CD4+ T lymphocytes may differentiate into different subsets characterized by the expression of specific transcription factors and by the production of certain cytokines. The expression of the transcription factors BCL6, specific for Tfh lymphocytes, and AHR, specific for Th22 lymphocytes were selectively increased (p < 0.01) to 140 ± 8% and 211 ± 39%, respectively, in patients with MHE but not without MHE (Fig. 4A). The transcription factors FOXP3 and GATA3, markers of iTreg and Th2 lymphocytes were decreased (p < 0.05) in patients with or without MHE compared to controls (Fig. 4A). No differences were found for RORC and TBX21, markers of Th17 and Th1 (Fig. 4A).

Figure 4
figure 4

MHE is associated with expansion of Th follicular and Th22 CD4+ T lymphocytes subsets. (A) Analysis of the expression of the transcription factors AHR, RORC, BCL6, FOXP3, TBX21 and GATA3 mRNA expression in PBMCs. Data represent the normalized target gene amount relative to controls which are considered as 1. Values are the mean ± SEM of the following number of individuals: CONTROL n = 19; without MHE (NMHE) n = 15; with MHE (MHE) n = 15. (B) Analysis of cytokines secreted by isolated CD4+ T cells in vitro in the absence (−) or the presence (+) of added CD28. Values are given as the fold increase of cytokines levels over controls, which are considered as 1. Values are the mean ± SEM of the following number of individuals: CONTROL n = 9; NMHE n = 5; MHE n = 7. Values significantly different from controls are indicated by asterisks*. Values significantly different in patients with MHE compared to NMHE are indicated by α. (*/αp < 0.05; **/ααp < 0.01; ***p < 0.001).

To better characterize the subsets of CD4+ T lymphocytes present in the patients, we incubated isolated CD4+ T lymphocytes in the absence or presence of added CD28 and measured the cytokines released to the supernatant. No change was observed in the cytokines released from patients without MHE compared to controls. In contrast, CD4+ T lymphocytes isolated from patients with MHE show a strong increase in the release of IL-17, IL-21, IL-22 and TNFα (Fig. 4B). For IL-21 and TNFα there was already a tendency to increase in the absence of added CD28 but the increase was only significant when CD28 is added. For IL-17 and IL-22 the increase was already significant in the absence of added CD28 (Fig. 4B), suggesting increased activation of Tfh, Th17 and Th22 cells.

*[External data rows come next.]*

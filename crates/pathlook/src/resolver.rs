//! Command resolution over a search path.
//!
//! [`Resolver`] owns the two inputs of a lookup, the ordered search
//! directories and the ordered extension set, and hands out [`Candidates`]
//! iterators that probe the filesystem one path at a time.

use std::env;
use std::ffi::OsString;
use std::path::{Component, Path, PathBuf};

use tracing::{debug, trace};

use crate::env::{extension_set_from_env, paths_equal, search_paths_from_env};
use crate::error::{Error, Result};
use crate::exec::{expand_path, has_executable_extension, is_absolute_command, is_executable_file};

/// Maps a command name to an executable path.
///
/// Policy layers (project-local tools first, then the system) implement this
/// and stack on top of a [`Resolver`].
pub trait TargetResolver {
    fn resolve(&self, command: &str) -> Option<PathBuf>;

    fn resolve_all(&self, command: &str) -> Vec<PathBuf> {
        self.resolve(command).into_iter().collect()
    }
}

impl<R: TargetResolver + ?Sized> TargetResolver for &R {
    fn resolve(&self, command: &str) -> Option<PathBuf> {
        (**self).resolve(command)
    }

    fn resolve_all(&self, command: &str) -> Vec<PathBuf> {
        (**self).resolve_all(command)
    }
}

/// How many matches a lookup collects.
#[derive(Debug, Clone, Copy, PartialEq, Eq, Default)]
pub enum Matches {
    #[default]
    First,
    All,
}

#[derive(Debug, Clone, PartialEq, Eq)]
pub struct Resolver {
    paths: Vec<PathBuf>,
    extensions: Vec<String>,
}

impl Default for Resolver {
    fn default() -> Self {
        Self::from_env()
    }
}

impl Resolver {
    /// Search `paths` in order with the extension set from `PATHEXT`.
    ///
    /// The directories are used as given; missing ones simply never match.
    pub fn new<I, P>(paths: I) -> Self
    where
        I: IntoIterator<Item = P>,
        P: Into<PathBuf>,
    {
        Self {
            paths: paths.into_iter().map(Into::into).collect(),
            extensions: extension_set_from_env(),
        }
    }

    /// Search path from `PATH` and extension set from `PATHEXT`.
    pub fn from_env() -> Self {
        Self {
            paths: search_paths_from_env(),
            extensions: extension_set_from_env(),
        }
    }

    pub fn with_extensions<I, S>(mut self, extensions: I) -> Self
    where
        I: IntoIterator<Item = S>,
        S: Into<String>,
    {
        self.extensions = extensions.into_iter().map(Into::into).collect();
        self
    }

    pub fn paths(&self) -> &[PathBuf] {
        &self.paths
    }

    pub fn extensions(&self) -> &[String] {
        &self.extensions
    }

    /// Put `dir` first in the search order unless it is already present.
    pub fn prepend(mut self, dir: impl Into<PathBuf>) -> Self {
        let dir = dir.into();
        if !self.contains(&dir) {
            self.paths.insert(0, dir);
        }
        self
    }

    pub fn remove(mut self, dir: &Path) -> Self {
        self.paths.retain(|p| !paths_equal(p, dir));
        self
    }

    pub fn contains(&self, dir: &Path) -> bool {
        self.paths.iter().any(|p| paths_equal(p, dir))
    }

    /// The search path joined back into a `PATH` value.
    pub fn path_var(&self) -> Result<OsString> {
        Ok(env::join_paths(&self.paths)?)
    }

    pub fn has_executable_extension(&self, filename: &str) -> bool {
        has_executable_extension(filename, &self.extensions)
    }

    /// Lazily enumerate the executables `cmd` resolves to.
    ///
    /// An absolute, already expanded `cmd` is checked as-is and with each
    /// extension appended; the search directories are not consulted even
    /// when nothing matches. Any other `cmd` is looked up in every search
    /// directory in order.
    pub fn candidates(&self, cmd: &str) -> Candidates {
        if is_absolute_command(cmd) {
            debug!(cmd, extensions = self.extensions.len(), "checking absolute command");
            return Candidates {
                cmd: cmd.to_string(),
                dirs: Vec::new().into_iter(),
                extensions: self.extensions.clone(),
                probe_bare: true,
                current: Some(Base::new(PathBuf::from(cmd), true)),
            };
        }

        let probe_bare = self.has_executable_extension(cmd);
        debug!(
            cmd,
            dirs = self.paths.len(),
            extensions = self.extensions.len(),
            probe_bare,
            "searching for command"
        );
        Candidates {
            cmd: cmd.to_string(),
            dirs: self.paths.clone().into_iter(),
            extensions: self.extensions.clone(),
            probe_bare,
            current: None,
        }
    }

    pub fn locate(&self, cmd: &str) -> Option<PathBuf> {
        self.candidates(cmd).next()
    }

    pub fn locate_all(&self, cmd: &str) -> Vec<PathBuf> {
        self.candidates(cmd).collect()
    }

    pub fn locate_with(&self, cmd: &str, matches: Matches) -> Vec<PathBuf> {
        match matches {
            Matches::First => self.locate(cmd).into_iter().collect(),
            Matches::All => self.locate_all(cmd),
        }
    }

    pub fn exists(&self, cmd: &str) -> bool {
        self.locate(cmd).is_some()
    }

    /// Like [`Resolver::locate`], but a missing command is an error.
    pub fn require(&self, cmd: &str) -> Result<PathBuf> {
        self.locate(cmd).ok_or_else(|| Error::CommandNotFound {
            cmd: cmd.to_string(),
        })
    }
}

impl TargetResolver for Resolver {
    fn resolve(&self, command: &str) -> Option<PathBuf> {
        self.locate(command)
    }

    fn resolve_all(&self, command: &str) -> Vec<PathBuf> {
        self.locate_all(command)
    }
}

/// Executables a command resolves to, in priority order.
///
/// Each call to `next` stats only as many paths as it takes to find the
/// next match, so taking the first item stops the search early.
#[derive(Debug, Clone)]
pub struct Candidates {
    cmd: String,
    dirs: std::vec::IntoIter<PathBuf>,
    extensions: Vec<String>,
    probe_bare: bool,
    current: Option<Base>,
}

/// A path being probed as-is and with each extension appended.
#[derive(Debug, Clone)]
struct Base {
    path: PathBuf,
    bare_pending: bool,
    next_ext: usize,
}

impl Base {
    fn new(path: PathBuf, probe_bare: bool) -> Self {
        Self {
            path,
            bare_pending: probe_bare,
            next_ext: 0,
        }
    }
}

impl Candidates {
    fn next_probe(&mut self) -> Option<PathBuf> {
        loop {
            if let Some(base) = &mut self.current {
                if base.bare_pending {
                    base.bare_pending = false;
                    return Some(base.path.clone());
                }
                while let Some(ext) = self.extensions.get(base.next_ext) {
                    base.next_ext += 1;
                    // identical to the bare probe
                    if ext.is_empty() && self.probe_bare {
                        continue;
                    }
                    let mut probe = base.path.clone().into_os_string();
                    probe.push(ext);
                    return Some(PathBuf::from(probe));
                }
                self.current = None;
            }

            let dir = self.dirs.next()?;
            self.current = Some(Base::new(
                expand_path(join_under(&dir, &self.cmd)),
                self.probe_bare,
            ));
        }
    }
}

/// `dir/cmd` even when `cmd` carries a root of its own, which
/// `Path::join` would otherwise let replace `dir`.
fn join_under(dir: &Path, cmd: &str) -> PathBuf {
    let mut joined = dir.to_path_buf();
    for component in Path::new(cmd).components() {
        match component {
            Component::Prefix(_) | Component::RootDir => {}
            other => joined.push(other.as_os_str()),
        }
    }
    joined
}

impl Iterator for Candidates {
    type Item = PathBuf;

    fn next(&mut self) -> Option<PathBuf> {
        while let Some(probe) = self.next_probe() {
            if is_executable_file(&probe, None) {
                trace!(path = %probe.display(), "match");
                return Some(probe);
            }
            trace!(path = %probe.display(), "no executable");
        }
        None
    }
}
use thiserror::Error;

pub type Result<T> = std::result::Result<T, Error>;

#[derive(Debug, Error)]
pub enum Error {
    #[error("command not found: {cmd}")]
    CommandNotFound { cmd: String },

    #[error("search path entry contains the path separator: {0}")]
    JoinPaths(#[from] std::env::JoinPathsError),
}
//! Executable lookup over a search path.
//!
//! Given a command name and an ordered list of directories, `pathlook`
//! yields the absolute paths of matching executables the way a shell does:
//! the first directory wins, Unix checks the execute permission, and
//! Windows tries each `PATHEXT` extension in order.
//!
//! ```no_run
//! use pathlook::Resolver;
//!
//! let resolver = Resolver::from_env();
//! if let Some(git) = resolver.locate("git") {
//!     println!("{}", git.display());
//! }
//! ```

use std::path::{Path, PathBuf};

pub use env::{FALLBACK_SEARCH_PATHS, default_search_paths, extension_set};
pub use error::{Error, Result};
pub use exec::{expand_path, has_executable_extension, is_absolute_command, is_executable_file};
pub use resolver::{Candidates, Matches, Resolver, TargetResolver};

pub mod env;
mod error;
pub mod exec;
mod resolver;

/// Lazily enumerate executables named `cmd` in `paths`, using the
/// process `PATHEXT`.
pub fn enumerate<P: AsRef<Path>>(cmd: &str, paths: &[P]) -> Candidates {
    Resolver::new(paths.iter().map(|p| p.as_ref().to_path_buf())).candidates(cmd)
}

/// First executable named `cmd` in `paths`.
pub fn locate<P: AsRef<Path>>(cmd: &str, paths: &[P]) -> Option<PathBuf> {
    enumerate(cmd, paths).next()
}

/// Every executable named `cmd` in `paths`, in search order.
pub fn locate_all<P: AsRef<Path>>(cmd: &str, paths: &[P]) -> Vec<PathBuf> {
    enumerate(cmd, paths).collect()
}

pub fn exists<P: AsRef<Path>>(cmd: &str, paths: &[P]) -> bool {
    locate(cmd, paths).is_some()
}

We also assessed the alterations in B lymphocytes. The percentage of B lymphocytes respect to total leukocytes was similar in controls and patients (Fig. 5A). B lymphocytes were selectively activated in patients with MHE but not in patients without MHE, as reflected by the increased proportion of B lymphocytes showing CD69 expression: 0.18 ± 0.03% in controls or patients without MHE and 0.33 ± 0.03% (p < 0.05) in patients with MHE (Fig. 5B). The increased activation of B lymphocytes is reflected in increased IgG content in plasma of patients with MHE (Fig. 5C). The contents of the 25 KDa (light) and 50 KDa (heavy) chains of IgG, were increased to 171 ± 15% (p < 0.001) and 155 ± 12% (p < 0.05) of controls, respectively (Fig. 5C).

Figure 5
figure 5

MHE is associated with activation of B lymphocytes and increased IgG content in plasma. (A) Percentage of total leukocytes that are B lymphocytes, as identified by flow cytometry by morphology combined with CD45 and CD19 positively marked cells. (B) Percentage of B lymphocytes that are activated (CD69+). (C) Content of IgG light (25 KDa) and heavy (50 KDa) chains in plasma, analyzed by western blot and expressed as percentage of control subjects. Representative images of the blots are shown. Unprocessed original scan of the blot is shown in Supplementary Fig. 1. Values are the mean ± SEM of the following number of individuals: CONTROL n = 19, without MHE (NMHE) n = 17, with MHE (MHE) n = 22. Values significantly different from controls are indicated by asterisks*. Values significantly different in patients with MHE compared to NMHE are indicated by α. (*/αp < 0.05; ***p < 0.001).

The above data identify a series of immunological parameters which are specifically altered in patients with MHE. As shown in Table 1, there was a significant correlation between most of these parameters and cognitive impairment as reflected in the PHES.

Table 1 Diagnostic accuracy of different variables for detection of MHE.

We also analyzed the possible diagnostic utility of these parameters to detect the presence of MHE by performing a ROC analysis. As shown in Table 1, some of these parameters show diagnostic utility, especially the levels of the 25 KDa IgG subunit, IL-15, CXCL13, IL-6, CX3CL1, CD69+CD4+CD28 and CD4+CD28, which show areas under the curve of 0.78; 0.77; 0.76; 0.75; 0.75; 0.73 and 0.70, respectively (Table 1).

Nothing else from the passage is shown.